In the entries below, every line with the string "PRAGMA" is to be reported.

** PROVIDED DATA follows **

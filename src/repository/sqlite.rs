//! SQLite-backed `Repository` implementation. Decimal columns are stored as
//! `TEXT` (SQLite has no native decimal type) and parsed back via
//! `Decimal::from_str_exact` so no precision is lost on the round trip.

use async_trait::async_trait;
use chrono::{DateTime, NaiveDate, Utc};
use rusqlite::{params, OptionalExtension};
use rust_decimal::Decimal;
use std::collections::HashMap;

use crate::models::{ApiKeyRecord, AuditRecord, BorrowStatus, Broker, Stock, TransactionFeeType, VolatilitySample};

use super::pool::SqlitePool;
use super::{Repository, RepositoryError};

const SCHEMA_SQL: &str = r#"
PRAGMA journal_mode = WAL;
PRAGMA synchronous = NORMAL;
PRAGMA foreign_keys = ON;

CREATE TABLE IF NOT EXISTS stocks (
    ticker          TEXT PRIMARY KEY,
    borrow_status   TEXT NOT NULL,
    lender_api_id   TEXT,
    min_borrow_rate TEXT NOT NULL,
    last_updated    TEXT NOT NULL
);

CREATE TABLE IF NOT EXISTS brokers (
    client_id            TEXT PRIMARY KEY,
    markup_percentage     TEXT NOT NULL,
    transaction_fee_type  TEXT NOT NULL,
    transaction_amount    TEXT NOT NULL,
    active                INTEGER NOT NULL DEFAULT 1
);

CREATE TABLE IF NOT EXISTS volatility_samples (
    ticker            TEXT NOT NULL,
    vol_index         TEXT NOT NULL,
    event_risk_factor INTEGER NOT NULL,
    sampled_at        TEXT NOT NULL
);
CREATE INDEX IF NOT EXISTS idx_volatility_ticker_time
    ON volatility_samples(ticker, sampled_at DESC);

CREATE TABLE IF NOT EXISTS api_keys (
    key_hash   TEXT PRIMARY KEY,
    client_id  TEXT NOT NULL,
    rate_limit INTEGER NOT NULL,
    expires_at TEXT
);

CREATE TABLE IF NOT EXISTS audit_records (
    audit_id         TEXT PRIMARY KEY,
    recorded_at      TEXT NOT NULL,
    partition_date   TEXT NOT NULL,
    client_id        TEXT NOT NULL,
    ticker           TEXT NOT NULL,
    position_value   TEXT NOT NULL,
    loan_days        INTEGER NOT NULL,
    borrow_rate_used TEXT NOT NULL,
    total_fee        TEXT NOT NULL,
    data_sources     TEXT NOT NULL,
    breakdown        TEXT NOT NULL
);
CREATE INDEX IF NOT EXISTS idx_audit_client_partition
    ON audit_records(client_id, partition_date);
"#;

pub struct SqliteRepository {
    pool: SqlitePool,
}

fn decimal_col(row: &rusqlite::Row<'_>, idx: usize) -> rusqlite::Result<Decimal> {
    let raw: String = row.get(idx)?;
    Decimal::from_str_exact(&raw)
        .map_err(|e| rusqlite::Error::FromSqlConversionFailure(idx, rusqlite::types::Type::Text, Box::new(e)))
}

impl SqliteRepository {
    pub async fn open(db_path: &str, pool_size: usize) -> anyhow::Result<Self> {
        let pool = SqlitePool::open(db_path, pool_size)?;
        pool.with_connection(|conn| conn.execute_batch(SCHEMA_SQL)).await?;
        Ok(Self { pool })
    }

    #[cfg(test)]
    pub async fn open_in_memory() -> anyhow::Result<Self> {
        let pool = SqlitePool::open_in_memory(1)?;
        pool.with_connection(|conn| conn.execute_batch(SCHEMA_SQL)).await?;
        Ok(Self { pool })
    }
}

#[async_trait]
impl Repository for SqliteRepository {
    async fn get_stock(&self, ticker: &str) -> Result<Stock, RepositoryError> {
        let ticker = ticker.to_string();
        let row = self
            .pool
            .with_connection(move |conn| {
                conn.query_row(
                    "SELECT ticker, borrow_status, lender_api_id, min_borrow_rate, last_updated \
                     FROM stocks WHERE ticker = ?1",
                    params![ticker],
                    |row| {
                        let status_raw: String = row.get(1)?;
                        let last_updated_raw: String = row.get(4)?;
                        Ok((
                            row.get::<_, String>(0)?,
                            status_raw,
                            row.get::<_, Option<String>>(2)?,
                            decimal_col(row, 3)?,
                            last_updated_raw,
                        ))
                    },
                )
                .optional()
            })
            .await
            .map_err(|e| RepositoryError::Storage(e.to_string()))?;

        let (ticker, status_raw, lender_api_id, min_borrow_rate, last_updated_raw) =
            row.ok_or(RepositoryError::NotFound)?;

        Ok(Stock {
            ticker,
            borrow_status: BorrowStatus::parse(&status_raw).ok_or_else(|| {
                RepositoryError::Storage(format!("unrecognized borrow_status '{status_raw}'"))
            })?,
            lender_api_id,
            min_borrow_rate,
            last_updated: DateTime::parse_from_rfc3339(&last_updated_raw)
                .map_err(|e| RepositoryError::Storage(e.to_string()))?
                .with_timezone(&Utc),
        })
    }

    async fn get_broker(&self, client_id: &str) -> Result<Broker, RepositoryError> {
        let client_id = client_id.to_string();
        let row = self
            .pool
            .with_connection(move |conn| {
                conn.query_row(
                    "SELECT client_id, markup_percentage, transaction_fee_type, transaction_amount, active \
                     FROM brokers WHERE client_id = ?1 AND active = 1",
                    params![client_id],
                    |row| {
                        let fee_type_raw: String = row.get(2)?;
                        Ok((
                            row.get::<_, String>(0)?,
                            decimal_col(row, 1)?,
                            fee_type_raw,
                            decimal_col(row, 3)?,
                        ))
                    },
                )
                .optional()
            })
            .await
            .map_err(|e| RepositoryError::Storage(e.to_string()))?;

        let (client_id, markup_percentage, fee_type_raw, transaction_amount) =
            row.ok_or(RepositoryError::NotFound)?;

        let transaction_fee_type = match fee_type_raw.as_str() {
            "FLAT" => TransactionFeeType::Flat,
            "PERCENTAGE" => TransactionFeeType::Percentage,
            other => return Err(RepositoryError::Storage(format!("unrecognized transaction_fee_type '{other}'"))),
        };

        Ok(Broker {
            client_id,
            markup_percentage,
            transaction_fee_type,
            transaction_amount,
            active: true,
        })
    }

    async fn latest_volatility(&self, ticker: &str) -> Result<VolatilitySample, RepositoryError> {
        let ticker_owned = ticker.to_string();
        let row = self
            .pool
            .with_connection(move |conn| {
                conn.query_row(
                    "SELECT ticker, vol_index, event_risk_factor, sampled_at FROM volatility_samples \
                     WHERE ticker = ?1 ORDER BY sampled_at DESC LIMIT 1",
                    params![ticker_owned],
                    |row| {
                        let sampled_at_raw: String = row.get(3)?;
                        Ok((row.get::<_, String>(0)?, decimal_col(row, 1)?, row.get::<_, i32>(2)?, sampled_at_raw))
                    },
                )
                .optional()
            })
            .await
            .map_err(|e| RepositoryError::Storage(e.to_string()))?;

        let (ticker, vol_index, event_risk_factor, sampled_at_raw) = row.ok_or(RepositoryError::NotFound)?;

        Ok(VolatilitySample {
            ticker,
            vol_index,
            event_risk_factor,
            timestamp: DateTime::parse_from_rfc3339(&sampled_at_raw)
                .map_err(|e| RepositoryError::Storage(e.to_string()))?
                .with_timezone(&Utc),
        })
    }

    async fn get_api_key(&self, key_hash: &str) -> Result<ApiKeyRecord, RepositoryError> {
        let key_hash_owned = key_hash.to_string();
        let row = self
            .pool
            .with_connection(move |conn| {
                conn.query_row(
                    "SELECT key_hash, client_id, rate_limit, expires_at FROM api_keys WHERE key_hash = ?1",
                    params![key_hash_owned],
                    |row| {
                        Ok((
                            row.get::<_, String>(0)?,
                            row.get::<_, String>(1)?,
                            row.get::<_, u32>(2)?,
                            row.get::<_, Option<String>>(3)?,
                        ))
                    },
                )
                .optional()
            })
            .await
            .map_err(|e| RepositoryError::Storage(e.to_string()))?;

        let (key_hash, client_id, rate_limit, expires_at_raw) = row.ok_or(RepositoryError::NotFound)?;

        let expires_at = expires_at_raw
            .map(|raw| DateTime::parse_from_rfc3339(&raw).map(|dt| dt.with_timezone(&Utc)))
            .transpose()
            .map_err(|e| RepositoryError::Storage(e.to_string()))?;

        Ok(ApiKeyRecord { key_hash, client_id, rate_limit, expires_at })
    }

    async fn append_audit(&self, record: &AuditRecord) -> Result<(), RepositoryError> {
        let record = record.clone();
        let data_sources_json =
            serde_json::to_string(&record.data_sources).map_err(|e| RepositoryError::Storage(e.to_string()))?;
        let breakdown_json: HashMap<String, String> =
            record.breakdown.iter().map(|(k, v)| (k.clone(), v.to_string())).collect();
        let breakdown_json =
            serde_json::to_string(&breakdown_json).map_err(|e| RepositoryError::Storage(e.to_string()))?;
        let partition_date: NaiveDate = record.partition_date();

        self.pool
            .with_connection(move |conn| {
                conn.execute(
                    "INSERT INTO audit_records \
                     (audit_id, recorded_at, partition_date, client_id, ticker, position_value, loan_days, \
                      borrow_rate_used, total_fee, data_sources, breakdown) \
                     VALUES (?1, ?2, ?3, ?4, ?5, ?6, ?7, ?8, ?9, ?10, ?11) \
                     ON CONFLICT(audit_id) DO NOTHING",
                    params![
                        record.audit_id.to_string(),
                        record.timestamp.to_rfc3339(),
                        partition_date.to_string(),
                        record.client_id,
                        record.ticker,
                        record.position_value.to_string(),
                        record.loan_days,
                        record.borrow_rate_used.to_string(),
                        record.total_fee.to_string(),
                        data_sources_json,
                        breakdown_json,
                    ],
                )
            })
            .await
            .map_err(|e| RepositoryError::Storage(e.to_string()))?;

        Ok(())
    }

    async fn health_check(&self) -> Result<(), RepositoryError> {
        self.pool
            .with_connection(|conn| conn.query_row("SELECT 1", [], |_| Ok(())))
            .await
            .map_err(|e| RepositoryError::Storage(e.to_string()))
    }
}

** End of PROVIDED DATA **

§ **ANSWER TO THIS EXERCISE**
PRAGMA journal_mode = WAL;
PRAGMA synchronous = NORMAL;
PRAGMA foreign_keys = ON;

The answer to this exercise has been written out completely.